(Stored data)
§ §
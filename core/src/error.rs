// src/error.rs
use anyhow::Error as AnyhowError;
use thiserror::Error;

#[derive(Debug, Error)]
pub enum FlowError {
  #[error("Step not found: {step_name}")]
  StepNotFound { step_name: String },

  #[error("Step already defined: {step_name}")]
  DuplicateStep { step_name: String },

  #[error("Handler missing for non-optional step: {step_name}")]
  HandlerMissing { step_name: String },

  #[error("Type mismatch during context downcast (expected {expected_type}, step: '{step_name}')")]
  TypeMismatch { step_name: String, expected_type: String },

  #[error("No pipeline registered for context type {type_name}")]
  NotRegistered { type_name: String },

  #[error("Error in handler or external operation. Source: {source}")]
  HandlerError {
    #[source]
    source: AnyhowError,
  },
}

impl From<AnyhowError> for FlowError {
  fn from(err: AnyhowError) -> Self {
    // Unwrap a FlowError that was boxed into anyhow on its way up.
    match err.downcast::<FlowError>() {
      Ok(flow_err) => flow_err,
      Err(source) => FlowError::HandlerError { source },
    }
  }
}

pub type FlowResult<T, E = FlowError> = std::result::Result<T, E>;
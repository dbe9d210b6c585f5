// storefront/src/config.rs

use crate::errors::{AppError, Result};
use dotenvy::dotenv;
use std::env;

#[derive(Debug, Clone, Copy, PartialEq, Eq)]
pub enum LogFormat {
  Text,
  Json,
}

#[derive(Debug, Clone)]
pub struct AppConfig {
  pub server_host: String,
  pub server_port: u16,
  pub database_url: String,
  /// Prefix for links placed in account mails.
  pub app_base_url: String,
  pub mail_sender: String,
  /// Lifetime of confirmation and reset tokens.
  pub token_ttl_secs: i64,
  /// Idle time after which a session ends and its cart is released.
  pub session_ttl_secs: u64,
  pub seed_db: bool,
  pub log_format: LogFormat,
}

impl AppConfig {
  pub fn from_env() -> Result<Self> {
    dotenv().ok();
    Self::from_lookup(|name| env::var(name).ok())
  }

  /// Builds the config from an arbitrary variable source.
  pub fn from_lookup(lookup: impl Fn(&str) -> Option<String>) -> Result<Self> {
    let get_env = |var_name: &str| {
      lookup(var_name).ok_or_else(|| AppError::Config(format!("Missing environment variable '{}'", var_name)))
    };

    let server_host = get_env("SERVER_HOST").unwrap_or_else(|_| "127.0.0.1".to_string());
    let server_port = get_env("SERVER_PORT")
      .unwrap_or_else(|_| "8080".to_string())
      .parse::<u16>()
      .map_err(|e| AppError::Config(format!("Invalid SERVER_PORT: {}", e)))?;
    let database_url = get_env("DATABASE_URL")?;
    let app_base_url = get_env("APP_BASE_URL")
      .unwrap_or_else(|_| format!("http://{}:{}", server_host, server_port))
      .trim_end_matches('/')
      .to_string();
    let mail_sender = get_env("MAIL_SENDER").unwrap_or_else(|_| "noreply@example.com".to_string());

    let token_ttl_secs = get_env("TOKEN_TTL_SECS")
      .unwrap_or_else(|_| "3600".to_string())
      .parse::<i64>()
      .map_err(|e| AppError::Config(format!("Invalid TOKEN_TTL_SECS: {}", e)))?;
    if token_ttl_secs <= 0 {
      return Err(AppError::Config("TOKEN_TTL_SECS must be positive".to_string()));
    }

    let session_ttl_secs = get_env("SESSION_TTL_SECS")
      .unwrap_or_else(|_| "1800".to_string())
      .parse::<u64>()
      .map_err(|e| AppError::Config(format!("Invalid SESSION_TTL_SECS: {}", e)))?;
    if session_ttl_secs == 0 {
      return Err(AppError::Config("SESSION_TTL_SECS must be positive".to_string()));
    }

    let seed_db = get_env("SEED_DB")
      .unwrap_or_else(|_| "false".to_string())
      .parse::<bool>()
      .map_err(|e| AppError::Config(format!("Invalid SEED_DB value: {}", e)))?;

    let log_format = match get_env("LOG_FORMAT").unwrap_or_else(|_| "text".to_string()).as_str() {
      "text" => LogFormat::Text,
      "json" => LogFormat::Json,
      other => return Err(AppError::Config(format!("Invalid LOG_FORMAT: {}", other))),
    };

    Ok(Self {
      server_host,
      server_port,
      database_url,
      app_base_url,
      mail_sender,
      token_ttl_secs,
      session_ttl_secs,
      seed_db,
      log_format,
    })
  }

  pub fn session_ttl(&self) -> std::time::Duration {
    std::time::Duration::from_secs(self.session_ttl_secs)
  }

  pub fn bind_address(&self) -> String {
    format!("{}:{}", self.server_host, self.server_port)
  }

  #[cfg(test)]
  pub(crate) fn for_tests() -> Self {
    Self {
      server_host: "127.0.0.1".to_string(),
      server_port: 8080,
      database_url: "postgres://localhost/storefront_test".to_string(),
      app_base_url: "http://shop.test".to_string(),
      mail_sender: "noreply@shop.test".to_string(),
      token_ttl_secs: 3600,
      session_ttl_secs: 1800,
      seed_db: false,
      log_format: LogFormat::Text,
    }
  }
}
§ §
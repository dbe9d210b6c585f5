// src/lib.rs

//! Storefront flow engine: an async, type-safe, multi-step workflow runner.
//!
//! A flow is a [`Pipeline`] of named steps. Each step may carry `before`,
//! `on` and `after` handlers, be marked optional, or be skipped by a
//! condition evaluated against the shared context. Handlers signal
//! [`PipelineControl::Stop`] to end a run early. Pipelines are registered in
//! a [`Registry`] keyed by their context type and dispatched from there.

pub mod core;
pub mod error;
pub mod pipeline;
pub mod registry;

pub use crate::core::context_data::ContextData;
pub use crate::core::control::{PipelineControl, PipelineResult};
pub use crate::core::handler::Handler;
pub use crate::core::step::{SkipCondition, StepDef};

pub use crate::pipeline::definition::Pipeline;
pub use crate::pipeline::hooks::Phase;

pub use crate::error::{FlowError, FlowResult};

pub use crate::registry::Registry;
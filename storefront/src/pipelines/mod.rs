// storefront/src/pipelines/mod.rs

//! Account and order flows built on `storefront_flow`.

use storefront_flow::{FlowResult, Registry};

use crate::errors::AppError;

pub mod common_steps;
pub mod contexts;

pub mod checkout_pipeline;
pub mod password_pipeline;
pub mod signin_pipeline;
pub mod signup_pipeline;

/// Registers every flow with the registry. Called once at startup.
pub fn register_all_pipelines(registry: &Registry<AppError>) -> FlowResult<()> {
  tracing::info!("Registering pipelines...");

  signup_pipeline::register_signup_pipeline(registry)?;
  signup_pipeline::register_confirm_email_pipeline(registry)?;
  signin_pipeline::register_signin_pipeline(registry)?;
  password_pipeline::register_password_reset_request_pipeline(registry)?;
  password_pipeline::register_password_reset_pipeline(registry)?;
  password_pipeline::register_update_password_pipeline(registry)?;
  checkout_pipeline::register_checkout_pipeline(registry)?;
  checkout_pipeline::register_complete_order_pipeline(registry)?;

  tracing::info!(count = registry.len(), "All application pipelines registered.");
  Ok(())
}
§ §
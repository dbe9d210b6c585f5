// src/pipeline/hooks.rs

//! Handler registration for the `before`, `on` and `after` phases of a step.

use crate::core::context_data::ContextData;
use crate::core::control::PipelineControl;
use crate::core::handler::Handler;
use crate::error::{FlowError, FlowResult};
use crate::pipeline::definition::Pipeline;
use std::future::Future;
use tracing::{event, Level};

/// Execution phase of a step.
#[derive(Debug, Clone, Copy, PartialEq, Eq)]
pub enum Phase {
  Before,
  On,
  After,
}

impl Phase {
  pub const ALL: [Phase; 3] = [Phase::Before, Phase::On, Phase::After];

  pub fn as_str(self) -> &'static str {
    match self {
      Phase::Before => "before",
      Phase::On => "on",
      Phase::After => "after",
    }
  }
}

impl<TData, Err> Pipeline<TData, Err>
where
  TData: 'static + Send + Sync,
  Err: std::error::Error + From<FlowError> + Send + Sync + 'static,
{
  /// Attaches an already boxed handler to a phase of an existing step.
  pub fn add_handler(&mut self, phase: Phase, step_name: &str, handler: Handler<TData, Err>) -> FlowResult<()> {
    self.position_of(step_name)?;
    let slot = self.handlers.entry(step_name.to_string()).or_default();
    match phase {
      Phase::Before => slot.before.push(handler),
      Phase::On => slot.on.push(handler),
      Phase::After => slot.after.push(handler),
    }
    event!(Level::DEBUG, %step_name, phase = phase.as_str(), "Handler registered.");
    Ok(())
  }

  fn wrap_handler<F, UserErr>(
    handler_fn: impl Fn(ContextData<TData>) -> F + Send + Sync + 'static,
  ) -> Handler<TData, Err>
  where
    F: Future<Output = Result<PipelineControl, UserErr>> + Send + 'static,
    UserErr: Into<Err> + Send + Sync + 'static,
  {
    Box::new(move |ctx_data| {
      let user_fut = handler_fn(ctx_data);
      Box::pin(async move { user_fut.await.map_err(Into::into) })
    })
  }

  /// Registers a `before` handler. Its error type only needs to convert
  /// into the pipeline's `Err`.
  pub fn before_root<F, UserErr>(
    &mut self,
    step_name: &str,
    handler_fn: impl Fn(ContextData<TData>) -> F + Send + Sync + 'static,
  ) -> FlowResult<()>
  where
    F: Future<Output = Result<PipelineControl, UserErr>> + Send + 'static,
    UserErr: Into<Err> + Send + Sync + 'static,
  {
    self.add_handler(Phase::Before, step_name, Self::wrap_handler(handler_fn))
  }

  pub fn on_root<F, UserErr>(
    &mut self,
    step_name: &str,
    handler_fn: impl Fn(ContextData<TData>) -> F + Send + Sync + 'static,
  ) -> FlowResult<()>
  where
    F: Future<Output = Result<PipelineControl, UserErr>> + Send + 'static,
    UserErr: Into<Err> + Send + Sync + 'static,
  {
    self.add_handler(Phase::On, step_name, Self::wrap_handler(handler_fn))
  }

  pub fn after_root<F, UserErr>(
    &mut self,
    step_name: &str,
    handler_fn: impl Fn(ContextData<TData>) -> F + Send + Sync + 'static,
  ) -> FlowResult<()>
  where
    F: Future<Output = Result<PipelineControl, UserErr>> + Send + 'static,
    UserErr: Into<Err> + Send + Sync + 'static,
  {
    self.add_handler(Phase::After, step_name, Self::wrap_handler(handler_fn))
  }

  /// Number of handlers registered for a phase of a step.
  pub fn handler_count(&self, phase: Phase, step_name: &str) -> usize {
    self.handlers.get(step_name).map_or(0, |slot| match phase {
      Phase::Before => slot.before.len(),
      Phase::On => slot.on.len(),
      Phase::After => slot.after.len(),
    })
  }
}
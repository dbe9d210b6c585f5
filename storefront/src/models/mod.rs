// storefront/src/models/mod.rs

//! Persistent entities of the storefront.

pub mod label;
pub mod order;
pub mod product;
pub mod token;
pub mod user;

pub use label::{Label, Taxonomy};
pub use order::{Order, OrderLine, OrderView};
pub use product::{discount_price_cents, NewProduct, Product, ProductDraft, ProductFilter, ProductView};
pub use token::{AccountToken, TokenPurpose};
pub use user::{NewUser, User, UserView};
§ §
» Try it: In the data above, copy every line where the string "FlowResult" appears.

» Response:
pub type FlowResult<T, E = FlowError> = std::result::Result<T, E>;
pub use crate::error::{FlowError, FlowResult};
use storefront_flow::{FlowResult, Registry};
pub fn register_all_pipelines(registry: &Registry<AppError>) -> FlowResult<()> {
use crate::error::{FlowError, FlowResult};
  pub fn add_handler(&mut self, phase: Phase, step_name: &str, handler: Handler<TData, Err>) -> FlowResult<()> {
  ) -> FlowResult<()>
  ) -> FlowResult<()>
  ) -> FlowResult<()>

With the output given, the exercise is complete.